(Stored data entries)
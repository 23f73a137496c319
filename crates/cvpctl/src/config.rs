//! CLI configuration: thin wrapper around `cvpctl_config` shared types.
//!
//! Re-exports the shared types and adds resolution that respects
//! `GlobalOpts` flag overrides (--controller, --username, etc.).

use std::time::Duration;

use cvpctl_core::{ControllerConfig, Credentials, TlsVerification};

use crate::cli::GlobalOpts;
use crate::error::CliError;

// ── Re-exports from shared crate ────────────────────────────────────

pub use cvpctl_config::{
    Config, Defaults, Profile, add_profile_to, config_path, load_config, load_config_or_default,
};

// ── CLI-specific helpers ────────────────────────────────────────────

/// Resolve the active profile name from CLI flags and config.
pub fn active_profile_name(global: &GlobalOpts, config: &Config) -> String {
    global
        .profile
        .clone()
        .or_else(|| config.default_profile.clone())
        .unwrap_or_else(|| "default".into())
}

/// Translate a `Profile` + global flags into a `ControllerConfig`.
///
/// CLI flag overrides take priority over profile values.
pub fn resolve_profile(
    profile: &Profile,
    profile_name: &str,
    global: &GlobalOpts,
    defaults: &Defaults,
) -> Result<ControllerConfig, CliError> {
    // 1. URL (flag > env > profile)
    let url = parse_url(global.controller.as_deref().unwrap_or(&profile.controller))?;

    // 2. Credentials (flag/env username > profile; password via the shared chain)
    let username = match global.username {
        Some(ref user) => user.clone(),
        None => cvpctl_config::resolve_username(profile, profile_name)?,
    };
    let password = cvpctl_config::resolve_password(profile, profile_name)?;

    // 3. TLS verification
    let tls = if global.insecure || defaults.insecure {
        TlsVerification::DangerAcceptInvalid
    } else {
        cvpctl_config::profile_tls(profile)
    };

    // 4. Timeout (flag > profile > defaults)
    let timeout = global
        .timeout
        .or(profile.timeout)
        .unwrap_or(defaults.timeout);

    Ok(ControllerConfig {
        url,
        credentials: Some(Credentials { username, password }),
        tls,
        timeout: Duration::from_secs(timeout),
    })
}

/// Build a `ControllerConfig` from flags and env alone, for runs with no
/// matching profile.
pub fn resolve_without_profile(
    profile_name: &str,
    global: &GlobalOpts,
    defaults: &Defaults,
) -> Result<ControllerConfig, CliError> {
    let url_str = global
        .controller
        .as_deref()
        .ok_or_else(|| CliError::NoConfig {
            path: config_path().display().to_string(),
        })?;

    let profile = Profile {
        controller: url_str.into(),
        username: global.username.clone(),
        insecure: global.insecure.then_some(true),
        ..Profile::default()
    };
    resolve_profile(&profile, profile_name, global, defaults)
}

/// Error for a profile name missing from the config, listing the known ones.
pub fn profile_not_found(name: String, config: &Config) -> CliError {
    let mut available: Vec<_> = config.profiles.keys().cloned().collect();
    available.sort();
    CliError::ProfileNotFound {
        name,
        available: if available.is_empty() {
            "(none)".into()
        } else {
            available.join(", ")
        },
    }
}

fn parse_url(url_str: &str) -> Result<url::Url, CliError> {
    url_str.parse().map_err(|_| CliError::Validation {
        field: "controller".into(),
        reason: format!("invalid URL: {url_str}"),
    })
}
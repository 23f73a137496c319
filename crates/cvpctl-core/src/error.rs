// ── Core error types ──
//
// Domain errors for configlet assignment. `From<cvpctl_api::Error>`
// sorts transport-layer failures into the lookup / rejection / transport
// buckets; `PartialCommit` only ever originates here.

use thiserror::Error;

/// Unified error type for the core crate.
#[derive(Debug, Error)]
pub enum CoreError {
    // ── Session ──────────────────────────────────────────────────────
    #[error("Authentication failed: {message}")]
    AuthenticationFailed { message: String },

    // ── Lookups ──────────────────────────────────────────────────────
    #[error("{entity_type} not found: {identifier}")]
    NotFound {
        entity_type: String,
        identifier: String,
    },

    // ── Remote outcomes ──────────────────────────────────────────────
    /// The controller answered with a non-empty `errorCode`.
    #[error("Rejected by controller ({code}): {message}")]
    RemoteRejected { code: String, message: String },

    /// Staging succeeded but the commit did not. The staged action may
    /// still be pending on the controller.
    #[error("Change for device {device} was staged but not committed: {source}")]
    PartialCommit {
        device: String,
        #[source]
        source: Box<CoreError>,
    },

    /// Network, HTTP, or decoding failure, passed through unchanged.
    #[error("Transport failure: {source}")]
    Transport {
        #[source]
        source: cvpctl_api::Error,
    },

    // ── Configuration ────────────────────────────────────────────────
    #[error("Configuration error: {message}")]
    Config { message: String },
}

impl CoreError {
    /// Returns `true` for lookups that matched nothing.
    pub fn is_not_found(&self) -> bool {
        matches!(self, Self::NotFound { .. })
    }

    /// Returns `true` if remote state may have changed despite the error.
    pub fn is_partial_commit(&self) -> bool {
        matches!(self, Self::PartialCommit { .. })
    }

    /// The controller's `errorCode`, looking through `PartialCommit`.
    pub fn remote_code(&self) -> Option<&str> {
        match self {
            Self::RemoteRejected { code, .. } => Some(code),
            Self::PartialCommit { source, .. } => source.remote_code(),
            _ => None,
        }
    }
}

// ── Conversion from transport-layer errors ───────────────────────────

impl From<cvpctl_api::Error> for CoreError {
    fn from(err: cvpctl_api::Error) -> Self {
        match err {
            cvpctl_api::Error::Authentication { message } => {
                CoreError::AuthenticationFailed { message }
            }
            cvpctl_api::Error::NotFound { entity, identifier } => CoreError::NotFound {
                entity_type: entity,
                identifier,
            },
            cvpctl_api::Error::Rejected { code, message } => {
                CoreError::RemoteRejected { code, message }
            }
            cvpctl_api::Error::InvalidUrl(e) => CoreError::Config {
                message: format!("Invalid URL: {e}"),
            },
            other => CoreError::Transport { source: other },
        }
    }
}
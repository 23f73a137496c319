//! Configlet assignment engine between `cvpctl-api` and the `cvpctl` CLI.
//!
//! - **[`Controller`]**: facade over one CVP session.
//!   [`connect()`](Controller::connect) logs in,
//!   [`Controller::oneshot()`](Controller::oneshot) wraps a single
//!   login → work → logout cycle for CLI invocations.
//!
//! - **[`Directory`]**: configlet lookups by name or by owning device.
//!
//! - **[`reconcile`]**: pure set logic computing the configlet set a device
//!   ends up with after an apply or remove.
//!
//! - **[`commit`]**: builds the provisioning action and drives the
//!   stage → commit sequence, reporting [`CommitOutcome`].
//!
//! Apply/remove and the sync/validate workflows are inherent methods on
//! [`Controller`], split across `assignment.rs` and `workflow.rs`.

pub mod assignment;
pub mod commit;
pub mod config;
pub mod controller;
pub mod directory;
pub mod error;
pub mod reconcile;
pub mod workflow;

// ── Primary re-exports ──────────────────────────────────────────────
pub use commit::{CommitOutcome, DeviceTarget};
pub use config::{ControllerConfig, Credentials, TlsVerification};
pub use controller::Controller;
pub use directory::Directory;
pub use error::CoreError;
pub use workflow::{SyncReport, reconcile_configlet_name};

pub use cvpctl_api::{AssignmentAction, Configlet, Device, Error as ApiError};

— What you should do —
Using the records above, copy word for word the line with "one CVP session.", the line with "pub use error::CoreError;", and every line between them.

— Completed task —
//! - **[`Controller`]**: facade over one CVP session.
//!   [`connect()`](Controller::connect) logs in,
//!   [`Controller::oneshot()`](Controller::oneshot) wraps a single
//!   login → work → logout cycle for CLI invocations.
//!
//! - **[`Directory`]**: configlet lookups by name or by owning device.
//!
//! - **[`reconcile`]**: pure set logic computing the configlet set a device
//!   ends up with after an apply or remove.
//!
//! - **[`commit`]**: builds the provisioning action and drives the
//!   stage → commit sequence, reporting [`CommitOutcome`].
//!
//! Apply/remove and the sync/validate workflows are inherent methods on
//! [`Controller`], split across `assignment.rs` and `workflow.rs`.

pub mod assignment;
pub mod commit;
pub mod config;
pub mod controller;
pub mod directory;
pub mod error;
pub mod reconcile;
pub mod workflow;

// ── Primary re-exports ──────────────────────────────────────────────
pub use commit::{CommitOutcome, DeviceTarget};
pub use config::{ControllerConfig, Credentials, TlsVerification};
pub use controller::Controller;
pub use directory::Directory;
pub use error::CoreError;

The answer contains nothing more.